Faster clocks can be generated using a device called a phased lock loop (PLL). PLLs are not synthesizeable in verilog, but generally there is a way to instantiate a dedicated PLL component on the FPGA you are using. Actually, I take that back, you can certainly make a digital PLL in verilog, but you can only use it to generate signals lower than the clock frequency. A PLL contains a voltage controlled oscillator, one or more frequency dividers, a phase comparator, and some control circuitry. The output of the VCO is divided down and phase compared with the input frequency. The VCO control voltage is adjusted until the divided down VCO output precisely matches the frequency and phase of the reference signal. If you set the divider to 5 and use 50 MHz for the reference frequency, the PLL will generate a 250 MHz signal that is precisely phase locked to the 50 MHz reference. There are several reasons for doing this. Using a PLL allows generation of multiple clocks so different logic can be run at different speeds e.g. for specific peripheral interfaces or for slow, complex combinatorial logic. It also can allow the device to control its own clock frequency to save power.

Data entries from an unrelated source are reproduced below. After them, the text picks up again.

//! Converter and exporter configuration.
//!
//! Options are plain serde structs so that they can be loaded from a TOML
//! file. Every field has a default; unknown keys are rejected.
//!
//! ```toml
//! animation_fps = 30.0
//! world_scale = 0.01
//!
//! [pruning]
//! rotation = 0.01
//! ```

use std::path::Path;

use serde::Deserialize;

use crate::error::{ConvertError, Result};
use crate::math::{mat4_from_axis_angle_degrees, Mat4, Vec3};

/// Options controlling the conversion pipeline.
#[derive(Debug, Clone, PartialEq, Deserialize)]
#[serde(default, deny_unknown_fields)]
pub struct ConverterOptions {
    /// Resampling rate. `None` derives the rate from the source keyframes.
    pub animation_fps: Option<f32>,
    /// Combine all top-level animations into a single clip.
    pub single_animation: bool,
    /// Sort the merged skeleton so that parents precede children.
    pub sort_bones: bool,
    /// Pack all chunks of the merged geometry into one shared buffer set.
    pub merge_chunk_data: bool,
    /// Bake bind shape matrices into skinned vertices. When off they are
    /// folded into the inverse bind matrices instead.
    pub apply_bind_shape: bool,
    /// Uniform world scale applied to geometry and bone translations.
    pub world_scale: f32,
    /// Axis of the global world rotation.
    pub world_rotation_axis: [f32; 3],
    /// Angle of the global world rotation, in degrees.
    pub world_rotation_angle: f32,
    /// Skin weight compaction bounds.
    pub skinning: SkinningOptions,
    /// Constant-track pruning tolerances.
    pub pruning: PruningOptions,
    /// Iteration cap for Bezier/Hermite curve inversion.
    pub bisection_max_iterations: usize,
    /// Number of warnings of one kind logged before suppression.
    pub warning_limit: usize,
}

impl Default for ConverterOptions {
    fn default() -> Self {
        Self {
            animation_fps: None,
            single_animation: true,
            sort_bones: true,
            merge_chunk_data: true,
            apply_bind_shape: true,
            world_scale: 1.0,
            world_rotation_axis: [1.0, 0.0, 0.0],
            world_rotation_angle: 0.0,
            skinning: SkinningOptions::default(),
            pruning: PruningOptions::default(),
            bisection_max_iterations: 100,
            warning_limit: 10,
        }
    }
}

/// Total-weight bounds used when renormalizing skin weights.
///
/// A vertex whose total weight falls outside `[min_total_weight, max_total_weight]`
/// is left unnormalized and counted as invalid.
#[derive(Debug, Clone, Copy, PartialEq, Deserialize)]
#[serde(default, deny_unknown_fields)]
pub struct SkinningOptions {
    pub min_total_weight: f32,
    pub max_total_weight: f32,
}

impl Default for SkinningOptions {
    fn default() -> Self {
        Self {
            min_total_weight: 1e-6,
            max_total_weight: 1e6,
        }
    }
}

/// Tolerances below which an animation track is considered constant.
///
/// These are coarse and hand-picked; matrix-decomposed transforms carry more
/// noise than directly authored ones.
#[derive(Debug, Clone, Copy, PartialEq, Deserialize)]
#[serde(default, deny_unknown_fields)]
pub struct PruningOptions {
    pub enabled: bool,
    /// Maximum translation deviation, in scene units.
    pub position: f32,
    /// Maximum rotation deviation, in radians.
    pub rotation: f32,
    /// Maximum relative scale deviation (0.5 = 50%).
    pub scale: f32,
}

impl Default for PruningOptions {
    fn default() -> Self {
        Self {
            enabled: true,
            position: 1e-4,
            rotation: 0.05,
            scale: 0.5,
        }
    }
}

impl ConverterOptions {
    /// Parse options from a TOML string.
    pub fn from_toml_str(content: &str) -> Result<Self> {
        let options: Self = toml::from_str(content)?;
        options.validate()?;
        Ok(options)
    }

    /// Load options from a TOML file.
    pub fn load(path: &Path) -> Result<Self> {
        let content = std::fs::read_to_string(path)?;
        let options = Self::from_toml_str(&content)?;
        log::info!("Loaded converter options from {}", path.display());
        Ok(options)
    }

    /// Check option values for consistency.
    pub fn validate(&self) -> Result<()> {
        if let Some(fps) = self.animation_fps {
            if !(fps > 0.0) {
                return Err(ConvertError::InvalidOptions(format!(
                    "animation_fps must be positive, got {fps}"
                )));
            }
        }
        if !(self.world_scale > 0.0) {
            return Err(ConvertError::InvalidOptions(format!(
                "world_scale must be positive, got {}",
                self.world_scale
            )));
        }
        let axis = Vec3::from(self.world_rotation_axis);
        if self.world_rotation_angle != 0.0 && axis.norm() < 1e-12 {
            return Err(ConvertError::InvalidOptions(
                "world_rotation_axis must be non-zero when world_rotation_angle is set".into(),
            ));
        }
        if self.skinning.min_total_weight > self.skinning.max_total_weight {
            return Err(ConvertError::InvalidOptions(
                "skinning.min_total_weight exceeds skinning.max_total_weight".into(),
            ));
        }
        if self.bisection_max_iterations == 0 {
            return Err(ConvertError::InvalidOptions(
                "bisection_max_iterations must be at least 1".into(),
            ));
        }
        Ok(())
    }

    /// Global world rotation as a matrix.
    pub fn world_rotation(&self) -> Mat4 {
        mat4_from_axis_angle_degrees(
            Vec3::from(self.world_rotation_axis),
            self.world_rotation_angle,
        )
    }
}

/// Options controlling asset export.
///
/// Precisions are decimal places. Rounding only shrinks the output (it makes
/// the binary stream more compressible and the JSON shorter); it is lossy.
#[derive(Debug, Clone, PartialEq, Deserialize)]
#[serde(default, deny_unknown_fields)]
pub struct ExportOptions {
    pub precision: ExportPrecision,
    /// Bone influences per vertex written to the engine-interchange format.
    pub threejs_influences_per_vertex: usize,
}

impl Default for ExportOptions {
    fn default() -> Self {
        Self {
            precision: ExportPrecision::default(),
            threejs_influences_per_vertex: 4,
        }
    }
}

/// Decimal places kept per exported field.
#[derive(Debug, Clone, Copy, PartialEq, Deserialize)]
#[serde(default, deny_unknown_fields)]
pub struct ExportPrecision {
    pub position: u32,
    pub normal: u32,
    pub texcoord: u32,
    pub boneweight: u32,
    pub matrix: u32,
    pub translation: u32,
    pub rotation: u32,
    pub scale: u32,
    pub time: u32,
}

impl Default for ExportPrecision {
    fn default() -> Self {
        Self {
            position: 5,
            normal: 3,
            texcoord: 4,
            boneweight: 4,
            matrix: 5,
            translation: 4,
            rotation: 4,
            scale: 3,
            time: 4,
        }
    }
}

impl ExportOptions {
    /// Parse export options from a TOML string.
    pub fn from_toml_str(content: &str) -> Result<Self> {
        Ok(toml::from_str(content)?)
    }
}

Blocking statements inside of always blocks will generate combinatorial logic. Again, this logic will generally always be 'executed' regarless of the clock because it defines actual logic gates. It can be beneficial to use a few temporary variables, but care must be taken to ensure that there isn't so much extra logic that the timing requirements are not met.
Best Answer
Nonblocking assignments simply defer the actual update of the value until all of the statements in the current always block are evaluated. It has the appearance that all of the statements run "concurrently" or "in parallel", but if this was actually the case, it creates an ambiguity: what happens when you assign the same reg two different values in the same always block? If things are truly concurrent, this is a race condition and the new value will be unpredictable. However, the language semantics dictate something else: that the statements must be evaluated sequentially. If you assign the same reg from multiple places in the same always block, the last one takes precedence. Hence, you can consider that the statements are "evaluated" sequentially, but the regs are all updated with new values concurrently.
The synthesizer will convert the HDL code into logic that implements the equivalent functionality. In hardware, things will naturally be evaluated in parallel if there are no data dependencies, but the ordering of the statements would determine the precedence - which value is selected to be loaded into the next register or logic gate.